Strange Crater Shape Leads to Enormous Mars Underground Ice Discovery

An oddly shaped crater on the mid latitudes of the Martian northern hemisphere likely obtained its terraced profile from a surprisingly large subsurface ice deposit -- estimated at the combined size of California and Texas and about 130 feet thick, according to researchers at the University of Arizona's Lunar and Planetary Laboratory.

Imagery and radar soundings of the Arcadia Planitia region gathered by NASA's 10-year-old Mars Reconnaissance Orbiter played a significant role in the discovery described by the researchers in the Aug. 26 edition of Geophysical Research Letters, a journal of the American Geophysical Union.

The aged, subterranean ice island likely formed during a past climate era on the now cold and dry red planet. Previously, ice deposits monitored from afar at the Martian poles offered clues of Mars' climate history. The discovery promises to add to the story.

"Knowing where the ice is and how thick it is can tell you about Mars' past climates," explains University of Arizona planetary scientist Shane Byrne in a statement.

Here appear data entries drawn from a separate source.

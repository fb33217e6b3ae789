use std::{fmt::Display, ops::Deref, str::FromStr};

use crate::{
    error::{DitherError, Result},
    utils::pixel::Rgba,
};

/// Amount of colors every theme ramp holds.
pub const THEME_COLORS: usize = 6;

/// Named 6 color ramp, ordered from darkest to lightest.
#[derive(Debug, Clone, Copy, PartialEq, Eq, Hash)]
pub enum Theme {
    LowTech,
    Obsolete,
    HighTech,
    Grayscale,
}

impl Theme {
    pub const ALL: [Theme; 4] = [
        Theme::LowTech,
        Theme::Obsolete,
        Theme::HighTech,
        Theme::Grayscale,
    ];

    pub const fn name(&self) -> &'static str {
        match self {
            Theme::LowTech => "low-tech",
            Theme::Obsolete => "obsolete",
            Theme::HighTech => "high-tech",
            Theme::Grayscale => "grayscale",
        }
    }

    /// The full ramp of this theme, dark to light.
    #[inline]
    pub fn colors(&self) -> &'static [Rgba; THEME_COLORS] {
        &THEMES[*self as usize]
    }
}

impl FromStr for Theme {
    type Err = DitherError;

    fn from_str(s: &str) -> Result<Self> {
        Theme::ALL
            .into_iter()
            .find(|theme| theme.name() == s)
            .ok_or_else(|| DitherError::UnsupportedTheme(s.to_string()))
    }
}

impl Display for Theme {
    fn fmt(&self, f: &mut std::fmt::Formatter<'_>) -> std::fmt::Result {
        f.write_str(self.name())
    }
}

/// Theme ramps indexed by `Theme as usize`.
static THEMES: [[Rgba; THEME_COLORS]; 4] = [
    // low-tech
    [
        Rgba::opaque(30, 32, 40),
        Rgba::opaque(11, 21, 71),
        Rgba::opaque(57, 77, 174),
        Rgba::opaque(158, 168, 218),
        Rgba::opaque(187, 196, 230),
        Rgba::opaque(243, 244, 250),
    ],
    // obsolete
    [
        Rgba::opaque(9, 74, 58),
        Rgba::opaque(58, 136, 118),
        Rgba::opaque(101, 163, 148),
        Rgba::opaque(144, 189, 179),
        Rgba::opaque(169, 204, 195),
        Rgba::opaque(242, 247, 246),
    ],
    // high-tech
    [
        Rgba::opaque(86, 9, 6),
        Rgba::opaque(197, 49, 45),
        Rgba::opaque(228, 130, 124),
        Rgba::opaque(233, 155, 151),
        Rgba::opaque(242, 193, 190),
        Rgba::opaque(252, 241, 240),
    ],
    // grayscale
    [
        Rgba::opaque(25, 25, 25),
        Rgba::opaque(75, 75, 75),
        Rgba::opaque(125, 125, 125),
        Rgba::opaque(175, 175, 175),
        Rgba::opaque(225, 225, 225),
        Rgba::opaque(250, 250, 250),
    ],
];

/// How many of a theme's colors survive into the palette.
///
/// Lower number of colors means higher compression.
#[derive(Debug, Clone, Copy, PartialEq, Eq, Hash)]
pub enum Compression {
    /// 0%, all 6 colors
    None,
    /// 25%, 5 colors
    Quarter,
    /// 50%, 4 colors
    Half,
    /// 75%, 3 colors
    ThreeQuarters,
    /// 100%, 2 colors
    Full,
}

impl Compression {
    pub const ALL: [Compression; 5] = [
        Compression::None,
        Compression::Quarter,
        Compression::Half,
        Compression::ThreeQuarters,
        Compression::Full,
    ];

    pub const fn name(&self) -> &'static str {
        match self {
            Compression::None => "0%",
            Compression::Quarter => "25%",
            Compression::Half => "50%",
            Compression::ThreeQuarters => "75%",
            Compression::Full => "100%",
        }
    }

    /// Theme indices kept at this level, in output order.
    ///
    /// These index sets are fixed: they are not a resampling of the ramp.
    pub const fn indices(&self) -> &'static [usize] {
        match self {
            Compression::None => &[0, 1, 2, 3, 4, 5],
            Compression::Quarter => &[1, 2, 3, 4, 5],
            Compression::Half => &[0, 2, 3, 5],
            Compression::ThreeQuarters => &[0, 3, 5],
            Compression::Full => &[0, 5],
        }
    }

    #[inline]
    pub const fn colors_len(&self) -> usize {
        self.indices().len()
    }
}

impl FromStr for Compression {
    type Err = DitherError;

    fn from_str(s: &str) -> Result<Self> {
        Compression::ALL
            .into_iter()
            .find(|compression| compression.name() == s)
            .ok_or_else(|| DitherError::UnsupportedCompression(s.to_string()))
    }
}

impl Display for Compression {
    fn fmt(&self, f: &mut std::fmt::Formatter<'_>) -> std::fmt::Result {
        f.write_str(self.name())
    }
}

/// Ordered set of colors to quantize against.
#[derive(Debug, Clone, PartialEq, Eq)]
pub struct Palette {
    colors: Vec<Rgba>,
}

impl Palette {
    /// Subset a theme ramp by index, keeping the dark to light order.
    pub fn new(theme: Theme, compression: Compression) -> Self {
        let ramp = theme.colors();
        let colors = compression.indices().iter().map(|&idx| ramp[idx]).collect();
        Self { colors }
    }

    pub fn colors(&self) -> &[Rgba] {
        &self.colors
    }
}

impl Deref for Palette {
    type Target = [Rgba];

    fn deref(&self) -> &Self::Target {
        &self.colors
    }
}

impl AsRef<[Rgba]> for Palette {
    fn as_ref(&self) -> &[Rgba] {
        &self.colors
    }
}

impl Display for Palette {
    fn fmt(&self, f: &mut std::fmt::Formatter<'_>) -> std::fmt::Result {
        write!(f, "[")?;
        for (idx, color) in self.colors.iter().enumerate() {
            if idx > 0 {
                write!(f, " ")?;
            }
            write!(f, "{}", color)?;
        }
        write!(f, "]")
    }
}

/// Resolve a theme name and a compression level (`"0%"`, `"25%"`, `"50%"`,
/// `"75%"` or `"100%"`) into a palette.
///
/// The theme is validated first, so an invalid theme is reported even when
/// the compression is invalid too.
pub fn build_palette(theme: &str, compression: &str) -> Result<Palette> {
    let theme: Theme = theme.parse()?;
    let compression: Compression = compression.parse()?;
    let palette = Palette::new(theme, compression);
    tracing::debug!(%theme, %compression, %palette, "built palette");
    Ok(palette)
}
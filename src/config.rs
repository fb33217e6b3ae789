use std::{fs::File, io::Read, io::Write, path::Path, str::FromStr};

use json::{JsonValue, object};

use crate::{
    color_palette::{Compression, Theme},
    dithering::{DitherConfig, ThresholdSpread, threshold::BayerStrategy},
    error::{DitherError, Result},
};

/// Which theme × compression combinations to render and how to dither them.
///
/// Stored as JSON, every key is optional:
///
/// ```json
/// {
///     "themes": ["low-tech", "grayscale"],
///     "compressions": ["0%", "100%"],
///     "matrix_size": 8,
///     "strength": 1.0,
///     "serpentine": true,
///     "spread": "palette-spacing",
///     "strategy": "auto"
/// }
/// ```
#[derive(Debug, Clone, PartialEq)]
pub struct SweepConfig {
    pub themes: Vec<Theme>,
    pub compressions: Vec<Compression>,
    pub dither: DitherConfig,
}

impl Default for SweepConfig {
    /// Every theme at every compression level.
    fn default() -> Self {
        Self {
            themes: Theme::ALL.to_vec(),
            compressions: Compression::ALL.to_vec(),
            dither: DitherConfig::default(),
        }
    }
}

impl SweepConfig {
    pub fn from_json(json_string: &str) -> Result<SweepConfig> {
        let json = json::parse(json_string)?;
        let defaults = DitherConfig::default();

        let themes = parse_list(&json["themes"], "themes", &Theme::ALL)?;
        let compressions = parse_list(&json["compressions"], "compressions", &Compression::ALL)?;

        let matrix_size = match &json["matrix_size"] {
            JsonValue::Null => defaults.matrix_size,
            value => value
                .as_usize()
                .ok_or_else(|| config_error("Couldn't parse matrix_size"))?,
        };
        let strength = match &json["strength"] {
            JsonValue::Null => defaults.strength,
            value => value
                .as_f32()
                .ok_or_else(|| config_error("Couldn't parse strength"))?,
        };
        let serpentine = match &json["serpentine"] {
            JsonValue::Null => defaults.serpentine,
            value => value
                .as_bool()
                .ok_or_else(|| config_error("Couldn't parse serpentine"))?,
        };
        let spread = match &json["spread"] {
            JsonValue::Null => defaults.spread,
            value => value
                .as_str()
                .ok_or_else(|| config_error("Couldn't parse spread"))?
                .parse::<ThresholdSpread>()?,
        };
        let strategy = match json["strategy"].as_str() {
            None if json["strategy"].is_null() => None,
            None => return Err(config_error("Couldn't parse strategy")),
            Some("auto") => None,
            Some(name) => Some(name.parse::<BayerStrategy>()?),
        };

        let dither = DitherConfig {
            matrix_size,
            strength,
            serpentine,
            spread,
            strategy,
        };
        // reject bad matrix sizes and strengths before any image is touched
        dither.matrix()?;

        Ok(SweepConfig {
            themes,
            compressions,
            dither,
        })
    }

    pub fn to_json(&self) -> String {
        let strategy = match self.dither.strategy {
            Some(strategy) => strategy.name(),
            None => "auto",
        };
        let themes: Vec<&str> = self.themes.iter().map(Theme::name).collect();
        let compressions: Vec<&str> = self.compressions.iter().map(Compression::name).collect();
        let data = object! {
            themes: themes,
            compressions: compressions,
            matrix_size: self.dither.matrix_size,
            strength: self.dither.strength,
            serpentine: self.dither.serpentine,
            spread: self.dither.spread.name(),
            strategy: strategy
        };
        data.pretty(4)
    }

    pub fn read_config<P: AsRef<Path>>(path: P) -> Result<SweepConfig> {
        let mut file = File::open(path)?;
        let mut json_string = String::new();
        file.read_to_string(&mut json_string)?;

        SweepConfig::from_json(&json_string)
    }

    pub fn write_config<P: AsRef<Path>>(&self, path: P) -> Result {
        let mut file = File::create(path)?;
        file.write_all(self.to_json().as_bytes())?;
        Ok(())
    }

    /// Amount of outputs one sweep produces.
    pub fn combinations(&self) -> usize {
        self.themes.len() * self.compressions.len()
    }
}

fn config_error(msg: &str) -> DitherError {
    DitherError::Config(msg.to_string())
}

/// Parse an optional array of names, `null` selects `all`.
fn parse_list<T>(value: &JsonValue, key: &str, all: &[T]) -> Result<Vec<T>>
where
    T: FromStr<Err = DitherError> + Copy,
{
    if value.is_null() {
        return Ok(all.to_vec());
    }
    if !value.is_array() || value.is_empty() {
        return Err(DitherError::Config(format!(
            "{key} should be an array of 1 or more names"
        )));
    }
    value
        .members()
        .map(|member| {
            member
                .as_str()
                .ok_or_else(|| DitherError::Config(format!("Couldn't parse {key}.*")))?
                .parse::<T>()
        })
        .collect()
}
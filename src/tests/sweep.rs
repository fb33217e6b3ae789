#[cfg(test)]
mod sweep_tests {
    use itertools::Itertools;

    use crate::{
        color_palette::{Compression, Theme},
        config::SweepConfig,
        dithering::DitherConfig,
        error::DitherError,
        sweep::{self, output_filename},
        tests::utils::*,
        texture::TextureRef,
    };

    #[test]
    fn test_default_sweep_covers_every_pair() {
        let source = gen_random_image(24, 3);
        let config = SweepConfig::default();
        let outputs = sweep::run(&config, &source)
            .collect::<Result<Vec<_>, _>>()
            .unwrap();

        assert_eq!(outputs.len(), 20);
        let pairs = outputs
            .iter()
            .map(|output| (output.theme, output.compression))
            .collect_vec();
        let expected = Theme::ALL
            .into_iter()
            .cartesian_product(Compression::ALL)
            .collect_vec();
        assert_eq!(pairs, expected);

        for output in &outputs {
            assert_eq!(output.palette.len(), output.compression.colors_len());
            assert_eq!(output.image.shape(), source.shape());
        }
    }

    #[test]
    fn test_sweep_honors_selection() {
        let source = gen_gradient_image(32, 8);
        let config = SweepConfig {
            themes: vec![Theme::Grayscale],
            compressions: vec![Compression::Full, Compression::None],
            dither: DitherConfig::default(),
        };
        let outputs = sweep::run(&config, &source)
            .collect::<Result<Vec<_>, _>>()
            .unwrap();
        assert_eq!(outputs.len(), 2);
        assert_eq!(outputs[0].compression, Compression::Full);
        assert_eq!(outputs[1].compression, Compression::None);
        assert_eq!(outputs[0].palette.len(), 2);
    }

    #[test]
    fn test_sweep_matches_single_dither() {
        let source = gen_random_image(16, 8);
        let config = SweepConfig {
            themes: vec![Theme::HighTech],
            compressions: vec![Compression::Quarter],
            dither: DitherConfig::default(),
        };
        let output = sweep::run(&config, &source).next().unwrap().unwrap();
        let expected = crate::dithering::dither(&source, &output.palette, &config.dither).unwrap();
        assert_eq!(output.image, expected);
    }

    #[test]
    fn test_sweep_reports_errors_per_output() {
        let source = gen_random_image(4, 1);
        let config = SweepConfig {
            dither: DitherConfig::default().with_matrix_size(5),
            ..SweepConfig::default()
        };
        let results = sweep::run(&config, &source).collect_vec();
        assert_eq!(results.len(), config.combinations());
        assert!(
            results
                .iter()
                .all(|result| matches!(result, Err(DitherError::InvalidMatrixSize(5))))
        );
    }

    #[test]
    fn test_output_filenames() {
        assert_eq!(
            output_filename("IMG_9916", Theme::Grayscale, Compression::Half),
            "IMG_9916_dithered_grayscale_50%.png"
        );
        assert_eq!(
            output_filename("photo", Theme::LowTech, Compression::None),
            "photo_dithered_low-tech_0%.png"
        );
        assert_eq!(
            output_filename("a.b", Theme::HighTech, Compression::Full),
            "a.b_dithered_high-tech_100%.png"
        );
    }
}
use std::{fmt::Display, str::FromStr};

use multiversion::multiversion;
use rayon::{
    iter::{IndexedParallelIterator, ParallelIterator},
    slice::{ParallelSlice, ParallelSliceMut},
};

use crate::{
    dithering::threshold::matrices::BayerMatrix,
    error::{DitherError, Result},
    texture::{Shape, TextureMutSlice, TextureRef, TextureSlice},
    transform::TextureTransform,
    utils::{
        self,
        iterator::{GridIterator, row_columns},
        pixel::Rgba,
    },
};

/// Configuration for Bayer transforms, shared for all
/// transform passes.
#[derive(Debug, Clone)]
pub struct BayerConfig {
    matrix: BayerMatrix,
    /// colors to quantize against, first match wins ties
    palette: Vec<Rgba>,
    /// palette colors as points of the RGB cube, same order as `palette`
    points: Vec<[f32; 3]>,
    /// RGB offset of each matrix cell, i.e. threshold * amplitude
    offsets: Vec<[f32; 3]>,
    /// bits of side_size set to 1.
    ///
    /// > x % 2^k === x & (2^k - 1)
    side_mask: usize,
    serpentine: bool,
}

impl BayerConfig {
    /// `amplitude` is the RGB offset applied at a threshold of 1.0.
    pub fn new(
        matrix: BayerMatrix,
        palette: Vec<Rgba>,
        amplitude: [f32; 3],
        serpentine: bool,
    ) -> Result<Self> {
        if palette.is_empty() {
            return Err(DitherError::EmptyPalette);
        }

        let points = palette.iter().map(Rgba::rgb_f32).collect();
        let offsets = matrix
            .thresholds()
            .iter()
            .map(|t| amplitude.map(|channel| t * channel))
            .collect();
        let side_mask = utils::num::pow2_mask::<usize>(matrix.order());
        Ok(Self {
            matrix,
            palette,
            points,
            offsets,
            side_mask,
            serpentine,
        })
    }

    /// Get the idx in the bayer matrix corresponding to a pixel coordinate
    #[inline(always)]
    pub fn bayer_idx(&self, x: usize, y: usize) -> usize {
        ((y & self.side_mask) << self.matrix.order()) + (x & self.side_mask)
    }

    /// RGB offset applied to the pixel at a coordinate.
    #[inline(always)]
    pub fn offset(&self, x: usize, y: usize) -> [f32; 3] {
        self.offsets[self.bayer_idx(x, y)]
    }

    pub fn colors_len(&self) -> usize {
        self.palette.len()
    }

    pub fn palette(&self) -> &[Rgba] {
        &self.palette
    }

    pub fn matrix(&self) -> &BayerMatrix {
        &self.matrix
    }

    pub fn serpentine(&self) -> bool {
        self.serpentine
    }

    /// Quantize one pixel shifted by `offset`, one value per color channel.
    ///
    /// Alpha of the source pixel is kept.
    #[inline(always)]
    pub fn quantize(&self, pixel: Rgba, offset: [f32; 3]) -> Rgba {
        let perturbed = [
            (pixel.r as f32 + offset[0]).clamp(0.0, 255.0),
            (pixel.g as f32 + offset[1]).clamp(0.0, 255.0),
            (pixel.b as f32 + offset[2]).clamp(0.0, 255.0),
        ];

        let mut best = 0_usize;
        let mut best_distance = f32::INFINITY;
        for (idx, point) in self.points.iter().enumerate() {
            let distance = utils::pixel::distance_sq(perturbed, *point);
            if distance < best_distance {
                best = idx;
                best_distance = distance;
            }
        }
        self.palette[best].with_alpha(pixel.a)
    }

    /// Offsets of the matrix repeated to a full row width,
    /// one row per matrix row.
    fn tiled_offsets(&self, width: usize) -> Vec<[f32; 3]> {
        utils::transform::precompute_tiled_rows(self.matrix.side(), width, |x, y, _| {
            self.offset(x, y)
        })
    }
}

/// Strategy enum for selecting Bayer transform implementation
///
/// Every strategy produces the same output.
#[derive(Debug, Clone, Copy, PartialEq, Eq)]
pub enum BayerStrategy {
    /// Simple scalar implementation, walks the grid in traversal order.
    Scalar,
    /// Parallel scalar implementation, one row per task.
    ScalarPar,
}

impl Display for BayerStrategy {
    fn fmt(&self, f: &mut std::fmt::Formatter<'_>) -> std::fmt::Result {
        f.write_str(self.name())
    }
}

impl FromStr for BayerStrategy {
    type Err = DitherError;

    fn from_str(s: &str) -> Result<Self> {
        match s {
            "scalar" => Ok(BayerStrategy::Scalar),
            "scalar-par" => Ok(BayerStrategy::ScalarPar),
            other => Err(DitherError::Config(format!("unknown strategy '{other}'"))),
        }
    }
}

impl BayerStrategy {
    /// Detect best-fit strategy
    pub fn auto(shape_hint: Shape) -> Self {
        let (width, height) = shape_hint;
        // estimated usable threads
        let par_hint = rayon::current_num_threads();

        if par_hint == 1 || width < 450 || width * height < 202500 {
            return Self::Scalar;
        }
        Self::ScalarPar
    }

    /// Create a transform instance for this strategy
    ///
    /// Returns `impl TextureTransform` which is monomorphized at compile time
    /// while hiding implementation details
    pub fn build(self, config: BayerConfig) -> impl TextureTransform<Input = Rgba, Output = Rgba> {
        match self {
            Self::Scalar => BayerTransformImpl::Scalar(Scalar::new(config)),
            Self::ScalarPar => BayerTransformImpl::ScalarPar(ScalarPar::new(config)),
        }
    }

    pub fn name(&self) -> &'static str {
        match self {
            BayerStrategy::Scalar => "scalar",
            BayerStrategy::ScalarPar => "scalar-par",
        }
    }
}

/// Internal enum that wraps all possible transform implementations
///
/// This is returned as `impl TextureTransform`, so the concrete type is hidden
enum BayerTransformImpl {
    Scalar(Scalar),
    ScalarPar(ScalarPar),
}

impl TextureTransform for BayerTransformImpl {
    type Input = Rgba;
    type Output = Rgba;

    fn prepare(&mut self, in_shape: Shape, out_shape: Shape) {
        match self {
            Self::Scalar(t) => t.prepare(in_shape, out_shape),
            Self::ScalarPar(t) => t.prepare(in_shape, out_shape),
        }
    }

    fn apply(&mut self, input: TextureSlice<'_, Rgba>, output: TextureMutSlice<'_, Rgba>) {
        match self {
            Self::Scalar(t) => t.apply(input, output),
            Self::ScalarPar(t) => t.apply(input, output),
        }
    }
}

/// Row cache of matrix offsets, rebuilt whenever the input width changes.
struct TiledOffsets {
    width: usize,
    rows: Vec<[f32; 3]>,
}

impl TiledOffsets {
    fn empty() -> Self {
        Self {
            width: 0,
            rows: Vec::new(),
        }
    }

    fn ensure(&mut self, config: &BayerConfig, width: usize) {
        if self.width != width || self.rows.is_empty() {
            self.rows = config.tiled_offsets(width);
            self.width = width;
        }
    }
}

// Concrete Transform Implementations

/// Simple bayer dithering transform
struct Scalar {
    config: BayerConfig,
    tiled: TiledOffsets,
}

impl Scalar {
    fn new(config: BayerConfig) -> Self {
        Self {
            config,
            tiled: TiledOffsets::empty(),
        }
    }
}

impl TextureTransform for Scalar {
    type Input = Rgba;
    type Output = Rgba;

    fn prepare(&mut self, in_shape: Shape, _: Shape) {
        self.tiled.ensure(&self.config, in_shape.0);
    }

    fn apply(&mut self, input: TextureSlice<'_, Rgba>, mut output: TextureMutSlice<'_, Rgba>) {
        debug_assert_eq!(input.shape(), output.shape(), "texture shapes don't match");
        self.tiled.ensure(&self.config, input.width() as usize);
        scalar_impl(
            input.as_ref(),
            output.as_mut(),
            input.shape(),
            &self.tiled.rows,
            &self.config,
        );
    }
}

/// Parallel bayer dithering transform, parallelized by image rows.
struct ScalarPar {
    config: BayerConfig,
    tiled: TiledOffsets,
}

impl ScalarPar {
    fn new(config: BayerConfig) -> Self {
        Self {
            config,
            tiled: TiledOffsets::empty(),
        }
    }
}

impl TextureTransform for ScalarPar {
    type Input = Rgba;
    type Output = Rgba;

    fn prepare(&mut self, in_shape: Shape, _: Shape) {
        self.tiled.ensure(&self.config, in_shape.0);
    }

    fn apply(&mut self, input: TextureSlice<'_, Rgba>, mut output: TextureMutSlice<'_, Rgba>) {
        debug_assert_eq!(input.shape(), output.shape(), "texture shapes don't match");
        self.tiled.ensure(&self.config, input.width() as usize);
        scalar_par_impl(
            input.as_ref(),
            output.as_mut(),
            input.shape(),
            &self.tiled.rows,
            &self.config,
        );
    }
}

#[multiversion(targets("x86_64+avx2+fma", "x86_64+sse4.2", "aarch64+neon"))]
fn scalar_impl(
    in_buf: &[Rgba],
    out_buf: &mut [Rgba],
    in_shape: Shape,
    tiled: &[[f32; 3]],
    config: &BayerConfig,
) {
    let (width, height) = in_shape;
    for (x, y, pixel_idx) in GridIterator::with_serpentine(width, height, config.serpentine) {
        let offset = tiled[(y & config.side_mask) * width + x];
        out_buf[pixel_idx] = config.quantize(in_buf[pixel_idx], offset);
    }
}

#[multiversion(targets("x86_64+avx2+fma", "x86_64+sse4.2", "aarch64+neon"))]
fn scalar_par_impl(
    in_buf: &[Rgba],
    out_buf: &mut [Rgba],
    in_shape: Shape,
    tiled: &[[f32; 3]],
    config: &BayerConfig,
) {
    let (width, _) = in_shape;
    if width == 0 {
        return;
    }
    out_buf
        .par_chunks_mut(width)
        .zip(in_buf.par_chunks(width))
        .enumerate()
        .for_each(|(y, (out_row, in_row))| {
            let tiled_start = (y & config.side_mask) * width;
            let tiled_row = &tiled[tiled_start..tiled_start + width];

            for x in row_columns(width, y, config.serpentine) {
                out_row[x] = config.quantize(in_row[x], tiled_row[x]);
            }
        });
}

"The fact that the ice is so thick and widespread leads us to think it came into place during one of Mars' past climates when it snowed a bunch, ice accumulated, was buried, and then preserved," said Byrne, who directs the university's Space Image Center.  "There have been a lot of climate changes between now and the tens of millions of years ago when we suspect the ice was put there. But it shouldn't be stable today, and other past climates of ice instability in this region mean the ice should've sublimated away into the dry Martian atmosphere by now. So, that's what we need to investigate."

Badger crater's strange shape caught the attention of Ali Bramson, a University of Arizona graduate student. Bramson and her colleagues used imagery from  MRO's HiRISE camera to model the terraced crater and others like it in the region. Soundings from MRO's SHARAD radar instrument allowed the researchers to probe the subsurface and characterize the ice deposit.

The presence of the ice layer explains why the crater is not bowl shaped like the typical depression left by an impact.  Differences in the subsurface material cause the shock wave of the impact to propagate differently.

The researchers believe the large ice deposit and its present status has something to do with Martian obliquity, the degree to which the planet tilts on its axis. Without the gravitational pull of a relatively large moon, like the Earth's,  Mars wobbles on its axis, producing dramatic climate shifts on timescales spanning hundreds of thousands to millions of years.